You sure witnessed it with your own eyes (or are going to) sooner or later: that dreadful project/system/situation where something got SO screwed up you just can't believe it actually went like it did.
Mismanagement? Misbudgeting? Misunderstanding? Just silly, plain ignorance? Name your cause, it sure happened (and keeps happening a lot, sadly; see here).
Describe it here, for amusement (although somewhat of the cynic kind) and learning (hopefully).
Some rules:
- This is not the place for random (even if utterly devastating) admin errors, so please avoid "argh I mistyped that rm -r" or "OMG I JUST COPIED THE CORRUPTED DATABASE OVER MY LAST GOOD BACKUP" (been there, done that); those things are better here. This is about "what sort of drugs was exactly under the influence of who designed/implemented this system?".
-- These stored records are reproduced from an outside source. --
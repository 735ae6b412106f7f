//! Message types for conversations.

use chrono::{DateTime, Utc};
use serde::{Deserialize, Serialize};

/// The role of a message in a conversation.
#[derive(Debug, Clone, Copy, PartialEq, Eq, Hash, Serialize, Deserialize)]
#[serde(rename_all = "lowercase")]
pub enum Role {
    /// System message (instructions).
    System,
    /// User message.
    User,
    /// Assistant (AI) message.
    Assistant,
    /// Tool result message.
    Tool,
}

impl Role {
    pub fn as_str(&self) -> &'static str {
        match self {
            Role::System => "system",
            Role::User => "user",
            Role::Assistant => "assistant",
            Role::Tool => "tool",
        }
    }

    /// The role expected to precede this one in an alternating conversation.
    pub fn counterpart(&self) -> Option<Role> {
        match self {
            Role::User => Some(Role::Assistant),
            Role::Assistant => Some(Role::User),
            Role::System | Role::Tool => None,
        }
    }
}

impl std::fmt::Display for Role {
    fn fmt(&self, f: &mut std::fmt::Formatter<'_>) -> std::fmt::Result {
        f.write_str(self.as_str())
    }
}

/// A message in a conversation.
#[derive(Debug, Clone, PartialEq, Serialize, Deserialize)]
pub struct ChatMessage {
    /// The role of the message sender.
    pub role: Role,
    /// The text of the message.
    pub content: String,
    /// Path of a local image attached to the message.
    #[serde(default, skip_serializing_if = "Option::is_none")]
    pub image: Option<String>,
    /// Tool name, for tool-role messages.
    #[serde(default, skip_serializing_if = "Option::is_none")]
    pub name: Option<String>,
    #[serde(default = "Utc::now")]
    pub created_at: DateTime<Utc>,
}

impl ChatMessage {
    pub fn new(role: Role, content: impl Into<String>) -> Self {
        Self {
            role,
            content: content.into(),
            image: None,
            name: None,
            created_at: Utc::now(),
        }
    }

    pub fn system(text: impl Into<String>) -> Self {
        Self::new(Role::System, text)
    }

    pub fn user(text: impl Into<String>) -> Self {
        Self::new(Role::User, text)
    }

    pub fn assistant(text: impl Into<String>) -> Self {
        Self::new(Role::Assistant, text)
    }

    /// Create a tool result message.
    pub fn tool(name: impl Into<String>, content: impl Into<String>) -> Self {
        Self {
            name: Some(name.into()),
            ..Self::new(Role::Tool, content)
        }
    }

    /// Attach a local image file.
    pub fn with_image(mut self, path: impl Into<String>) -> Self {
        self.image = Some(path.into());
        self
    }

    pub fn has_image(&self) -> bool {
        self.image.as_deref().is_some_and(|p| !p.is_empty())
    }
}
- One WTF per post, so they can get properly commented.
- Please post something you actually witnessed :-)
- If it was you who did it, it still qualifies :-)
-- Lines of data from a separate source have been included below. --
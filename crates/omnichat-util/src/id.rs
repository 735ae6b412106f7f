//! ULID-based identifier generation with prefixes.
//!
//! Identifiers follow the pattern `prefix_ulid`, for example `ses_01hqxyz...`
//! for chat sessions or `img_01hqxyz....png` for generated image files.

use ulid::Ulid;

/// Known identifier prefixes.
#[derive(Debug, Clone, Copy, PartialEq, Eq)]
pub enum IdPrefix {
    Session,
    Image,
    Audio,
    Upload,
}

impl IdPrefix {
    pub fn as_str(&self) -> &'static str {
        match self {
            IdPrefix::Session => "ses",
            IdPrefix::Image => "img",
            IdPrefix::Audio => "aud",
            IdPrefix::Upload => "upl",
        }
    }

    /// Parse a prefix from a string.
    pub fn parse(s: &str) -> Option<Self> {
        match s {
            "ses" => Some(IdPrefix::Session),
            "img" => Some(IdPrefix::Image),
            "aud" => Some(IdPrefix::Audio),
            "upl" => Some(IdPrefix::Upload),
            _ => None,
        }
    }
}

/// Identifier generation and parsing utilities.
pub struct Identifier;

impl Identifier {
    /// Generate a new ascending identifier (newer = larger).
    pub fn ascending(prefix: IdPrefix) -> String {
        Self::with_ulid(prefix, Ulid::new())
    }

    /// Generate an identifier with a specific ULID (for tests).
    pub fn with_ulid(prefix: IdPrefix, ulid: Ulid) -> String {
        format!("{}_{}", prefix.as_str(), ulid.to_string().to_lowercase())
    }

    /// Parse an identifier into its prefix and ULID parts.
    ///
    /// A trailing file extension is ignored, so file names produced by
    /// [`Identifier::file_name`] parse as well.
    pub fn parse(id: &str) -> Option<(IdPrefix, Ulid)> {
        let (prefix, rest) = id.split_once('_')?;
        let prefix = IdPrefix::parse(prefix)?;
        let raw = rest.split_once('.').map(|(stem, _)| stem).unwrap_or(rest);
        let ulid = Ulid::from_string(raw).ok()?;
        Some((prefix, ulid))
    }

    /// Check if an identifier has the expected prefix.
    pub fn has_prefix(id: &str, prefix: IdPrefix) -> bool {
        id.starts_with(prefix.as_str()) && id.chars().nth(prefix.as_str().len()) == Some('_')
    }

    /// Generate a chat session ID.
    pub fn session() -> String {
        Self::ascending(IdPrefix::Session)
    }

    /// Generate a collision-free cache file name such as `img_<ulid>.png`.
    pub fn file_name(prefix: IdPrefix, extension: &str) -> String {
        format!(
            "{}.{}",
            Self::ascending(prefix),
            extension.trim_start_matches('.')
        )
    }
}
I'll be adding some material soon, feel free to add your own; and please do :-)
I was called from a company I never heard of before, which had been tasked with implemented an Exchange 2003 mail server for a customer and had no clue at all about how to do it; nothing too strange, right? I work as a freelance consultant, so I'm perfectly fine doing jobs you don't know how to do for you (and getting your money for it).
So I went at the customer site, and discovered something quite strange: every single server in the network was a domain controller; all 15 or so of them.
Then I discovered something even stranger: no one of them was properly replicating with any other, Active Directory overall behaviour could only be described as "erratic", users were having about any network issue you can imagine and Exchange just refused to install with unknown-to-mankind errors.
So I had a look at the network configuration on the server, and I saw... it was using the ISP's public DNS servers. Then I look at another server... and it was the same. Then I look at a DC... same thing. Then I asked... and it was officially confirmed: each and every computer on the network (about 1500) was using the ISP's DNS instead of a rightful domain controller.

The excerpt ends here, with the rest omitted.